Are the robed oracles on the highest court such far superior jurists that they know the law better than 94 percent of the judges handling Trump-related cases? That seems unlikely. Did they learn something radically new about the law in just a few years that they would now repudiate their own major questions doctrine in favor of letting the executive branch decide not just major questions, but constitutional ones as well? That too seems unlikely. Anyway, if they did, they aren’t saying.
The Supremes overturned a lower court to allow Elon Musk and DOGE to access private data held by the Social Security Administration. Why? They didn’t say? What’s he doing with that data? They didn’t even ask.
They decided lower courts were wrong in order to allow immigrants to be deported to third countries without prior notice or due process. Then they doubled down and allowed Trump to ship eight people to dangerous South Sudan. Their reason? We The People apparently don’t need to know.
They overturned lower courts to permit the administration to rescind temporary protected status of immigrants from war zones. Why?
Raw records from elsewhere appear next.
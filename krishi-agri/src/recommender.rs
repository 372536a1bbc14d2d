//! Crop recommendation with a multinomial logistic-regression model
//!
//! The model is exported once (scaler statistics, class labels, weights) to a
//! JSON artifact and evaluated here without any ML runtime:
//!
//! ```json
//! {
//!   "features": ["N", "P", "K", "temperature", "humidity", "ph", "rainfall"],
//!   "scaler": { "mean": [...7], "scale": [...7] },
//!   "classes": ["rice", "maize", ...],
//!   "coefficients": [[...7], ...one row per class],
//!   "intercepts": [...one per class]
//! }
//! ```

use crate::error::{AgriError, AgriResult};
use serde::{Deserialize, Serialize};
use std::fs;
use std::path::Path;
use tracing::info;

/// Column order the model was trained with
pub const FEATURE_ORDER: [&str; 7] = ["N", "P", "K", "temperature", "humidity", "ph", "rainfall"];

/// Soil measurements supplied by the farmer
#[derive(Debug, Clone, Copy, PartialEq, Serialize, Deserialize)]
pub struct SoilSample {
    pub n: f64,
    pub p: f64,
    pub k: f64,
    pub ph: f64,
}

/// Full classifier input: soil plus weather
#[derive(Debug, Clone, Copy, PartialEq, Serialize, Deserialize)]
pub struct CropFeatures {
    pub n: f64,
    pub p: f64,
    pub k: f64,
    pub temperature: f64,
    pub humidity: f64,
    pub ph: f64,
    pub rainfall: f64,
}

impl CropFeatures {
    pub fn new(soil: SoilSample, temperature: f64, humidity: f64, rainfall: f64) -> Self {
        Self {
            n: soil.n,
            p: soil.p,
            k: soil.k,
            temperature,
            humidity,
            ph: soil.ph,
            rainfall,
        }
    }

    /// Values in [`FEATURE_ORDER`]
    pub fn to_vector(&self) -> [f64; 7] {
        [
            self.n,
            self.p,
            self.k,
            self.temperature,
            self.humidity,
            self.ph,
            self.rainfall,
        ]
    }
}

/// Ranks crop labels for a set of features
pub trait CropRecommender: Send + Sync {
    /// Up to `top_k` crop labels, most suitable first
    fn recommend(&self, features: &CropFeatures, top_k: usize) -> AgriResult<Vec<String>>;
}

#[derive(Debug, Clone, PartialEq, Serialize, Deserialize)]
pub struct Scaler {
    pub mean: Vec<f64>,
    pub scale: Vec<f64>,
}

#[derive(Debug, Clone, PartialEq, Serialize, Deserialize)]
pub struct CropModel {
    pub features: Vec<String>,
    pub scaler: Scaler,
    pub classes: Vec<String>,
    pub coefficients: Vec<Vec<f64>>,
    pub intercepts: Vec<f64>,
}

impl CropModel {
    /// Load and validate a model artifact
    pub fn from_file(path: &Path) -> AgriResult<Self> {
        let content = fs::read_to_string(path).map_err(|e| {
            AgriError::Model(format!("Failed to read model '{}': {}", path.display(), e))
        })?;
        let model = Self::from_json(&content)
            .map_err(|e| AgriError::Model(format!("'{}': {}", path.display(), e)))?;

        info!(
            path = %path.display(),
            classes = model.classes.len(),
            "crop model loaded"
        );
        Ok(model)
    }

    pub fn from_json(content: &str) -> AgriResult<Self> {
        let model: Self = serde_json::from_str(content)
            .map_err(|e| AgriError::Model(format!("Invalid model JSON: {e}")))?;
        model.validate()?;
        Ok(model)
    }

    /// Check every dimension against the feature count and class count
    pub fn validate(&self) -> AgriResult<()> {
        let width = FEATURE_ORDER.len();
        let invalid = |msg: String| Err(AgriError::Model(msg));

        let names_match = self.features.len() == width
            && self
                .features
                .iter()
                .zip(FEATURE_ORDER)
                .all(|(a, b)| a.eq_ignore_ascii_case(b));
        if !names_match {
            return invalid(format!(
                "features must be {:?}, got {:?}",
                FEATURE_ORDER, self.features
            ));
        }
        if self.scaler.mean.len() != width || self.scaler.scale.len() != width {
            return invalid(format!("scaler must have {width} means and scales"));
        }
        if self.classes.is_empty() {
            return invalid("model has no classes".to_string());
        }
        if self.coefficients.len() != self.classes.len()
            || self.intercepts.len() != self.classes.len()
        {
            return invalid(format!(
                "expected {} coefficient rows and intercepts, got {} and {}",
                self.classes.len(),
                self.coefficients.len(),
                self.intercepts.len()
            ));
        }
        if let Some(row) = self.coefficients.iter().position(|r| r.len() != width) {
            return invalid(format!("coefficient row {row} must have {width} weights"));
        }
        Ok(())
    }

    fn standardize(&self, features: &CropFeatures) -> Vec<f64> {
        features
            .to_vector()
            .iter()
            .zip(self.scaler.mean.iter().zip(&self.scaler.scale))
            .map(|(x, (mean, scale))| {
                let scale = if *scale == 0.0 { 1.0 } else { *scale };
                (x - mean) / scale
            })
            .collect()
    }

    /// Class probabilities in class order
    pub fn predict_proba(&self, features: &CropFeatures) -> Vec<f64> {
        let x = self.standardize(features);
        let logits: Vec<f64> = self
            .coefficients
            .iter()
            .zip(&self.intercepts)
            .map(|(row, b)| row.iter().zip(&x).map(|(w, v)| w * v).sum::<f64>() + b)
            .collect();

        // Shift by the max logit so exp() cannot overflow
        let max = logits.iter().copied().fold(f64::NEG_INFINITY, f64::max);
        let exps: Vec<f64> = logits.iter().map(|l| (l - max).exp()).collect();
        let total: f64 = exps.iter().sum();
        exps.into_iter().map(|e| e / total).collect()
    }

    /// Labels paired with their probability, most probable first
    pub fn ranked(&self, features: &CropFeatures) -> Vec<(String, f64)> {
        let mut ranked: Vec<(String, f64)> = self
            .classes
            .iter()
            .cloned()
            .zip(self.predict_proba(features))
            .collect();
        ranked.sort_by(|a, b| b.1.total_cmp(&a.1));
        ranked
    }
}

impl CropRecommender for CropModel {
    fn recommend(&self, features: &CropFeatures, top_k: usize) -> AgriResult<Vec<String>> {
        let ranked = self.ranked(features);
        if ranked.iter().any(|(_, p)| p.is_nan()) {
            return Err(AgriError::Model(
                "model produced non-finite probabilities".to_string(),
            ));
        }
        Ok(ranked
            .into_iter()
            .take(top_k.min(self.classes.len()))
            .map(|(label, _)| label)
            .collect())
    }
}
Did they even ask if dropping unarmed civilians into war zones was necessary?
Again, they overturned lower courts to allow Donald Trump to close the Department of Education by firing its workers. Never mind that Congress created the Department and funds it programs. The court will not say whether Donald Trump’s action is legal. Instead, they are simply informing us that it cannot be stopped.
In none of these cases do the Supremes offer any explanations to the American people. Yet these unsigned decisions fundamentally reshape America. They are so out of the mainstream of American jurisprudence that they have drawn fierce dissents. I urge everyone to read those dissents. They are, in our era, what the declaration of independence was to our founders— a clear testament that we, the people, deserve the rule of law, that the law should be an instrument of freedom not of oppression, and that people, not kings, should be the ones making that law.
Unfortunately, there are many dissents to choose from. This week’s from Justice Sotomayor says,
The President must take care that the laws are faithfully executed, not set out to dismantle them. That basic rule undergirds our Constitution's separation of powers. Yet today, the majority rewards clear defiance of that core principle with emergency relief. Because I cannot condone such abuse of our equitable authority, I respectfully dissent.
There you have it. A Supreme Court justice, not an ordinary citizen like me, telling us the Court is abusing its authority and dismantling our laws.
None of us is safe with these folks in power.